Eu não sinto saudade de você

Te vejo sorrindo em fotos antigas, do meu lado, e te sei feliz nas fotos atuais. Elas são em preto e branco e em sépia, mas serão as nossas as primeiras a amarelar. Aí então teremos dois sorrisos amarelos para o futuro, de onde nos veem. Amarela também era a torre jogando seu facho de luz para cima, apontando o que podíamos ter em minutos. E várias vezes tivemos.
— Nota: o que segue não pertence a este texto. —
//! Candidate EXIT / ENTRY points per track.
//!
//! Anchors come from structural section boundaries (outro, instrumental and
//! build-up to mix out; intro and instrumental to mix in), then from phrase
//! boundaries, then from synthesized fallbacks. Every anchor is snapped to a
//! nearby downbeat and weighted by how clean a cut it would be.

use std::collections::{HashMap, HashSet};

use rayon::prelude::*;
use serde::Serialize;

use crate::config::PlannerConfig;
use crate::track::{SectionKind, Track};

/// Confidence multiplier for anchors that could not be put on a downbeat.
const OFF_GRID_FACTOR: f64 = 0.85;

/// Confidence multiplier for anchors in the non-preferred half of a track.
const OFF_HALF_FACTOR: f64 = 0.6;

const PHRASE_CONFIDENCE: f64 = 0.6;
const FALLBACK_CONFIDENCE: f64 = 0.3;
const EDGE_CONFIDENCE: f64 = 0.15;

/// Fallback positions as a percentage of track duration.
const FALLBACK_EXIT_PERCENT: u64 = 85;
const FALLBACK_ENTRY_PERCENT: u64 = 5;

/// A fallback only moves onto a downbeat this many beats away or closer.
const FALLBACK_SNAP_BEATS: f64 = 4.0;

#[derive(Debug, Clone, Copy, PartialEq, Eq, Hash, Serialize)]
#[serde(rename_all = "SCREAMING_SNAKE_CASE")]
pub enum MixRole {
    Entry,
    Exit,
}

/// How much voice is audible around a mix point.
#[derive(Debug, Clone, Copy, PartialEq, Eq, Hash, Serialize)]
#[serde(rename_all = "snake_case")]
pub enum VocalDensity {
    None,
    Light,
    Heavy,
}

impl VocalDensity {
    pub fn label(&self) -> &'static str {
        match self {
            Self::None => "no vocals",
            Self::Light => "light vocals",
            Self::Heavy => "heavy vocals",
        }
    }

    fn confidence_factor(&self) -> f64 {
        match self {
            Self::None => 1.0,
            Self::Light => 0.8,
            Self::Heavy => 0.5,
        }
    }
}

/// A candidate transition anchor within one track.
#[derive(Debug, Clone, PartialEq, Serialize)]
pub struct MixPoint {
    pub ms: u64,
    pub role: MixRole,
    pub section: Option<SectionKind>,
    pub vocals: VocalDensity,
    /// 0-1, higher = cleaner cut point.
    pub confidence: f64,
    /// Energy of the surrounding section.
    pub energy: f64,
    /// Synthesized because the track had no usable structure for this role.
    pub fallback: bool,
}

/// EXIT and ENTRY candidates for one track, best confidence first.
#[derive(Debug, Clone, Default, PartialEq, Serialize)]
pub struct MixPlan {
    pub exits: Vec<MixPoint>,
    pub entries: Vec<MixPoint>,
}

/// Plan every track in parallel, keyed by track id.
pub fn build_mix_plan(tracks: &[Track], cfg: &PlannerConfig) -> HashMap<String, MixPlan> {
    tracks
        .par_iter()
        .map(|track| (track.id.clone(), plan(track, cfg)))
        .collect()
}

/// Derive mix points for a single track. Never fails: tracks without usable
/// structure get low-confidence fallback points.
pub fn plan(track: &Track, cfg: &PlannerConfig) -> MixPlan {
    let exits = points_for_role(track, MixRole::Exit, cfg);
    let entries = points_for_role(track, MixRole::Entry, cfg);

    log::debug!(
        "Planned {}: {} exits, {} entries",
        track.id,
        exits.len(),
        entries.len()
    );

    MixPlan { exits, entries }
}

fn points_for_role(track: &Track, role: MixRole, cfg: &PlannerConfig) -> Vec<MixPoint> {
    let mut points = structural_points(track, role, cfg);
    if points.is_empty() {
        points = phrase_points(track, role, cfg);
    }
    if points.is_empty() {
        log::debug!("Track {} has no {:?} anchors, using fallback points", track.id, role);
        points = fallback_points(track, role, cfg);
    }
    finalize(points, role, cfg.max_points_per_role)
}

/// Base confidence of a section boundary for the given role, or None if the
/// section is not a mixing anchor for it.
fn section_confidence(kind: SectionKind, role: MixRole) -> Option<f64> {
    match (role, kind) {
        (MixRole::Exit, SectionKind::Outro) => Some(1.0),
        (MixRole::Exit, SectionKind::Instrumental) => Some(0.9),
        (MixRole::Exit, SectionKind::BuildUp) => Some(0.8),
        (MixRole::Entry, SectionKind::Intro) => Some(1.0),
        (MixRole::Entry, SectionKind::Instrumental) => Some(0.9),
        _ => None,
    }
}

fn structural_points(track: &Track, role: MixRole, cfg: &PlannerConfig) -> Vec<MixPoint> {
    track
        .segments
        .iter()
        .filter_map(|seg| {
            let base = section_confidence(seg.kind, role)?;
            let energy = seg.energy.unwrap_or(track.energy);
            Some(make_point(track, seg.start_ms, role, base, Some(seg.kind), Some(energy), false, cfg))
        })
        .collect()
}

fn phrase_points(track: &Track, role: MixRole, cfg: &PlannerConfig) -> Vec<MixPoint> {
    let half = track.duration_ms / 2;
    track
        .phrases
        .iter()
        .copied()
        .filter(|&ms| match role {
            MixRole::Exit => ms >= half && ms < track.duration_ms,
            MixRole::Entry => ms <= half,
        })
        .map(|ms| make_point(track, ms, role, PHRASE_CONFIDENCE, None, None, false, cfg))
        .collect()
}

/// Primary fallback (last downbeat before 85% / first downbeat after 5%,
/// or the bare timestamp when no downbeat lies within a bar of it) plus a
/// hard-edge fallback at the very end / start of the track.
fn fallback_points(track: &Track, role: MixRole, cfg: &PlannerConfig) -> Vec<MixPoint> {
    let duration = track.duration_ms;
    let bar = (track.beat_interval_ms() * FALLBACK_SNAP_BEATS).round() as u64;
    let (primary, edge) = match role {
        MixRole::Exit => {
            let target = duration.saturating_mul(FALLBACK_EXIT_PERCENT) / 100;
            let idx = track.downbeats.partition_point(|&d| d <= target);
            let ms = idx
                .checked_sub(1)
                .map(|i| track.downbeats[i])
                .filter(|&d| d.abs_diff(target) <= bar)
                .unwrap_or(target);
            (ms, duration)
        }
        MixRole::Entry => {
            let target = duration.saturating_mul(FALLBACK_ENTRY_PERCENT).div_ceil(100);
            let idx = track.downbeats.partition_point(|&d| d < target);
            let ms = track
                .downbeats
                .get(idx)
                .copied()
                .filter(|&d| d <= duration && d.abs_diff(target) <= bar)
                .unwrap_or(target);
            (ms, 0)
        }
    };

    vec![
        make_point(track, primary, role, FALLBACK_CONFIDENCE, None, None, true, cfg),
        make_point(track, edge, role, EDGE_CONFIDENCE, None, None, true, cfg),
    ]
}

#[allow(clippy::too_many_arguments)]
fn make_point(
    track: &Track,
    anchor_ms: u64,
    role: MixRole,
    base_confidence: f64,
    section: Option<SectionKind>,
    energy: Option<f64>,
    fallback: bool,
    cfg: &PlannerConfig,
) -> MixPoint {
    let anchor_ms = anchor_ms.min(track.duration_ms);
    let (ms, on_grid) = match snap_to_downbeat(track, anchor_ms, cfg.snap_tolerance_beats) {
        Some(d) => (d.min(track.duration_ms), true),
        None => (anchor_ms, false),
    };

    let vocals = vocal_density(track, ms, cfg);
    let mut confidence = base_confidence * vocals.confidence_factor();
    if !on_grid {
        confidence *= OFF_GRID_FACTOR;
    }
    if !in_preferred_half(track, ms, role) {
        confidence *= OFF_HALF_FACTOR;
    }

    MixPoint {
        ms,
        role,
        section: section.or_else(|| track.segment_at(ms).map(|s| s.kind)),
        vocals,
        confidence,
        energy: energy.unwrap_or_else(|| track.energy_at(ms)),
        fallback,
    }
}

/// Nearest downbeat within `tolerance_beats` beats of `ms`. Ties go to the
/// earlier downbeat. Downbeats are expected in ascending order; unsorted
/// input gives a poorer match but never panics.
pub fn snap_to_downbeat(track: &Track, ms: u64, tolerance_beats: f64) -> Option<u64> {
    let tolerance = (track.beat_interval_ms() * tolerance_beats).round() as u64;
    let downbeats = &track.downbeats;
    let idx = downbeats.partition_point(|&d| d < ms);

    let before = idx.checked_sub(1).and_then(|i| downbeats.get(i)).copied();
    let after = downbeats.get(idx).copied();

    let nearest = match (before, after) {
        (Some(b), Some(a)) => {
            if ms.abs_diff(b) <= a.abs_diff(ms) {
                b
            } else {
                a
            }
        }
        (Some(b), None) => b,
        (None, Some(a)) => a,
        (None, None) => return None,
    };

    (nearest.abs_diff(ms) <= tolerance).then_some(nearest)
}

/// Classify vocal presence in the window around `ms`.
pub fn vocal_density(track: &Track, ms: u64, cfg: &PlannerConfig) -> VocalDensity {
    let from = ms.saturating_sub(cfg.vocal_window_ms);
    let to = ms.saturating_add(cfg.vocal_window_ms).min(track.duration_ms);
    if to <= from {
        return VocalDensity::None;
    }

    let voiced: u64 = track.vocals.iter().map(|v| v.overlap(from, to)).sum();
    if voiced == 0 {
        return VocalDensity::None;
    }

    let ratio = (voiced as f64 / (to - from) as f64).min(1.0);
    if ratio >= cfg.heavy_vocal_ratio {
        VocalDensity::Heavy
    } else {
        VocalDensity::Light
    }
}

fn in_preferred_half(track: &Track, ms: u64, role: MixRole) -> bool {
    let half = track.duration_ms / 2;
    match role {
        MixRole::Exit => ms >= half,
        MixRole::Entry => ms <= half,
    }
}

/// Best confidence first, one point per timestamp, capped.
/// Equal confidence prefers later exits and earlier entries.
fn finalize(mut points: Vec<MixPoint>, role: MixRole, cap: usize) -> Vec<MixPoint> {
    points.sort_by(|a, b| {
        b.confidence
            .total_cmp(&a.confidence)
            .then_with(|| match role {
                MixRole::Exit => b.ms.cmp(&a.ms),
                MixRole::Entry => a.ms.cmp(&b.ms),
            })
    });

    let mut seen = HashSet::new();
    points.retain(|p| seen.insert(p.ms));
    points.truncate(cap.max(1));
    points
}
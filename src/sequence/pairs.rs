use rayon::prelude::*;

use crate::config::ScoringConfig;
use crate::mixpoints::MixPlan;
use crate::scoring::{TransitionCandidate, best_transition};
use crate::track::Track;

/// Best transition for every ordered pair of tracks in the pool, computed
/// once up front so the search and the session assembler share it.
pub struct PairTable {
    n: usize,
    /// Row-major `n * n`; the diagonal is always None.
    edges: Vec<Option<TransitionCandidate>>,
    /// Highest score of any edge into each track.
    best_incoming: Vec<f64>,
}

impl PairTable {
    /// Score all ordered pairs in parallel. `plans[i]` belongs to `tracks[i]`.
    pub fn build(tracks: &[&Track], plans: &[MixPlan], cfg: &ScoringConfig) -> Self {
        let n = tracks.len();
        debug_assert_eq!(n, plans.len());

        let edges: Vec<Option<TransitionCandidate>> = (0..n * n)
            .into_par_iter()
            .map(|idx| {
                let (from, to) = (idx / n, idx % n);
                if from == to {
                    None
                } else {
                    best_transition(tracks[from], &plans[from], tracks[to], &plans[to], cfg)
                }
            })
            .collect();

        let best_incoming = (0..n)
            .map(|to| {
                (0..n)
                    .filter_map(|from| edges[from * n + to].as_ref().map(|c| c.score))
                    .fold(0.0_f64, f64::max)
            })
            .collect();

        log::debug!("Scored {} track pairs", n * n.saturating_sub(1));

        Self {
            n,
            edges,
            best_incoming,
        }
    }

    pub fn len(&self) -> usize {
        self.n
    }

    pub fn is_empty(&self) -> bool {
        self.n == 0
    }

    pub fn get(&self, from: usize, to: usize) -> Option<&TransitionCandidate> {
        if from >= self.n || to >= self.n {
            return None;
        }
        self.edges[from * self.n + to].as_ref()
    }

    /// Score of the best `from → to` transition, 0 when the pair has no
    /// candidate at all.
    pub fn score(&self, from: usize, to: usize) -> f64 {
        self.get(from, to).map_or(0.0, |c| c.score)
    }

    /// Upper bound on what placing `to` after any track can contribute.
    pub fn best_incoming(&self, to: usize) -> f64 {
        self.best_incoming.get(to).copied().unwrap_or(0.0)
    }
}

#[cfg(test)]
mod tests {
    use super::*;
    use crate::config::PlannerConfig;
    use crate::mixpoints::plan;
    use crate::track::fixtures::track;

    fn table(tracks: &[Track]) -> PairTable {
        let refs: Vec<&Track> = tracks.iter().collect();
        let plans: Vec<MixPlan> = tracks
            .iter()
            .map(|t| plan(t, &PlannerConfig::default()))
            .collect();
        PairTable::build(&refs, &plans, &ScoringConfig::default())
    }

    #[test]
    fn test_diagonal_empty_and_pairs_filled() {
        let tracks = vec![
            track("a", 128.0, "8A", 200_000),
            track("b", 129.0, "9A", 210_000),
            track("c", 95.0, "3B", 180_000),
        ];
        let t = table(&tracks);
        assert_eq!(t.len(), 3);
        for i in 0..3 {
            assert!(t.get(i, i).is_none());
            for j in 0..3 {
                if i != j {
                    assert!(t.get(i, j).is_some());
                }
            }
        }
        assert!(t.score(0, 1) > t.score(0, 2));
        assert_eq!(t.score(1, 1), 0.0);
        assert!(t.get(5, 0).is_none());
    }

    #[test]
    fn test_best_incoming_is_column_max() {
        let tracks = vec![
            track("a", 128.0, "8A", 200_000),
            track("b", 128.0, "8A", 200_000),
            track("c", 100.0, "2B", 200_000),
        ];
        let t = table(&tracks);
        for to in 0..3 {
            let max = (0..3)
                .filter(|&from| from != to)
                .map(|from| t.score(from, to))
                .fold(f64::NEG_INFINITY, f64::max);
            assert_eq!(t.best_incoming(to), max);
        }
    }

    #[test]
    fn test_empty_pool() {
        let t = table(&[]);
        assert!(t.is_empty());
        assert_eq!(t.best_incoming(0), 0.0);
    }
}
//! Blocking database calls the caller can walk away from.
//!
//! Both helpers run the call on a dedicated pool and keep the calling thread polling for the
//! result. When the caller gives up, the call is never interrupted: the worker runs to its end
//! and its result is dropped.

use std::{
	panic::{catch_unwind, AssertUnwindSafe},
	sync::Arc,
	time::{Duration, Instant},
};

use crossbeam_channel::{self as chan, RecvTimeoutError};
use tokio_util::sync::CancellationToken;
use tracing::{instrument, trace, warn};

use super::{
	context::{ActivityFlags, ActivityProperty, ThreadInfo},
	error::{DatabaseError, InterfaceError},
	pool::{PoolKind, WorkerPools},
	task::{panic_message, TaskId},
};

const CANCEL_CHECK_INTERVAL: Duration = Duration::from_millis(100);

type CallResult<T> = Result<Result<T, DatabaseError>, String>;

/// Runs `call` on the cancellable-calls pool, checking `cancel_token` every 100 ms.
///
/// Once the token fires, or `timeout` runs out, `cancel` is invoked on the calling thread to
/// abort the call on the driver side (statement cancel and the like) and the caller gets
/// [`InterfaceError::Canceled`] or [`InterfaceError::Timeout`]. A `timeout` of `None` or zero
/// waits as long as it takes.
#[instrument(skip_all, fields(call_id = tracing::field::Empty, ?timeout))]
pub fn run_cancellable<T, F, C>(
	pools: &WorkerPools,
	cancel_token: &CancellationToken,
	timeout: Option<Duration>,
	call: F,
	cancel: C,
) -> Result<T, InterfaceError>
where
	T: Send + 'static,
	F: FnOnce() -> Result<T, DatabaseError> + Send + 'static,
	C: FnOnce() -> Result<(), DatabaseError>,
{
	let call_id = TaskId::new_v4();
	tracing::Span::current().record("call_id", tracing::field::display(call_id));

	let started = Instant::now();
	let timeout = timeout.filter(|timeout| !timeout.is_zero());
	let (result_tx, result_rx) = chan::bounded::<CallResult<T>>(1);

	pools
		.pool(PoolKind::CancellableCalls)
		.execute(Box::new(move |_| {
			let res = catch_unwind(AssertUnwindSafe(call))
				.map_err(|payload| panic_message(payload.as_ref()));

			if result_tx.send(res).is_err() {
				trace!("Caller stopped waiting, dropping call result;");
			}
		}))?;

	loop {
		match result_rx.recv_timeout(CANCEL_CHECK_INTERVAL) {
			Ok(res) => return into_result(call_id, res),
			Err(RecvTimeoutError::Disconnected) => {
				return Err(InterfaceError::PoolShutdown(PoolKind::CancellableCalls));
			}
			Err(RecvTimeoutError::Timeout) => {}
		}

		if cancel_token.is_cancelled() {
			trace!("Cancellation requested, cancelling database call;");
			invoke_cancel(cancel);
			return Err(InterfaceError::Canceled(call_id));
		}

		if let Some(timeout) = timeout {
			let waited = started.elapsed();
			if waited >= timeout {
				warn!(?waited, "Database call timed out, cancelling it;");
				invoke_cancel(cancel);
				return Err(InterfaceError::Timeout { waited });
			}
		}
	}
}

/// Runs `f` on a timeout pool with the [`Timeout`](ActivityProperty::Timeout) property set and
/// the `invoker` properties merged, giving up after `timeout`.
///
/// Daemon pool workers never hold the process back at shutdown, non-daemon ones are joined.
#[instrument(skip_all, fields(?timeout, daemon = daemon))]
pub fn run_with_timeout<T, F>(
	pools: &WorkerPools,
	timeout: Duration,
	daemon: bool,
	invoker: ActivityFlags,
	f: F,
) -> Result<T, InterfaceError>
where
	T: Send + 'static,
	F: FnOnce(&ThreadInfo) -> Result<T, DatabaseError> + Send + 'static,
{
	let call_id = TaskId::new_v4();
	let pool = pools.timeout_pool(daemon);
	let monitor = Arc::clone(pools.monitor());
	let (result_tx, result_rx) = chan::bounded::<CallResult<T>>(1);

	pool.execute(Box::new(move |info| {
		let res = catch_unwind(AssertUnwindSafe(|| {
			monitor.surround_invoked(info, invoker, ActivityProperty::Timeout, || f(info))
		}))
		.map_err(|payload| panic_message(payload.as_ref()));

		if result_tx.send(res).is_err() {
			trace!(%call_id, "Timed out call finished after its caller left;");
		}
	}))?;

	match result_rx.recv_timeout(timeout) {
		Ok(res) => into_result(call_id, res),
		Err(RecvTimeoutError::Timeout) => {
			warn!(%call_id, "Call did not complete in time, leaving it running;");
			Err(InterfaceError::Timeout { waited: timeout })
		}
		Err(RecvTimeoutError::Disconnected) => Err(InterfaceError::PoolShutdown(pool.kind())),
	}
}

fn into_result<T>(call_id: TaskId, res: CallResult<T>) -> Result<T, InterfaceError> {
	match res {
		Ok(res) => res.map_err(Into::into),
		Err(message) => Err(InterfaceError::Panicked {
			task_id: call_id,
			message,
		}),
	}
}

fn invoke_cancel(cancel: impl FnOnce() -> Result<(), DatabaseError>) {
	if let Err(e) = cancel() {
		warn!(?e, "Error cancelling database call;");
	}
}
Olhando pra cima de boca aberta, sem saber direito onde estávamos, se na grama molhada ou numa vitória-régia flutuando, várias vezes chegamos lá. Te vejo sorrindo multicolorida para o meu sorriso atrás da lente: vestidos floridos, saias, batons, cachecóis vermelhos. Composições de aquarelas com fundo azul. Recife, Rio de Janeiro, Paris, Londres, Verão, Outono, dia, noite. Lugares em que estivemos, tempo que passamos juntos. Faz tempo? Não sei. O tempo não passa. Quem passa por ele, como que por alguma cidade, somos nós. Ele continua no seu lugar. Estamos no verão, mas logo ali adiante entraremos no outono como quem entra num túnel. Não foi o verão que passou, fomos nós que deixamos o verão em direção ao outono. A única diferença é que chegaremos até ele sem abrir nenhuma porta, sem pegar estrada. Mas o verão continua lá, no lugar onde já não estamos. Assim é o tempo: pedra paciente esperando que passemos por ele. O tempo não passa. Passamos nós. Te vejo de costas, descalça, de calça branca, indo embora pela praia. Tirei a foto pra não deixar você ir embora e você nunca foi totalmente, mas também não ficou. 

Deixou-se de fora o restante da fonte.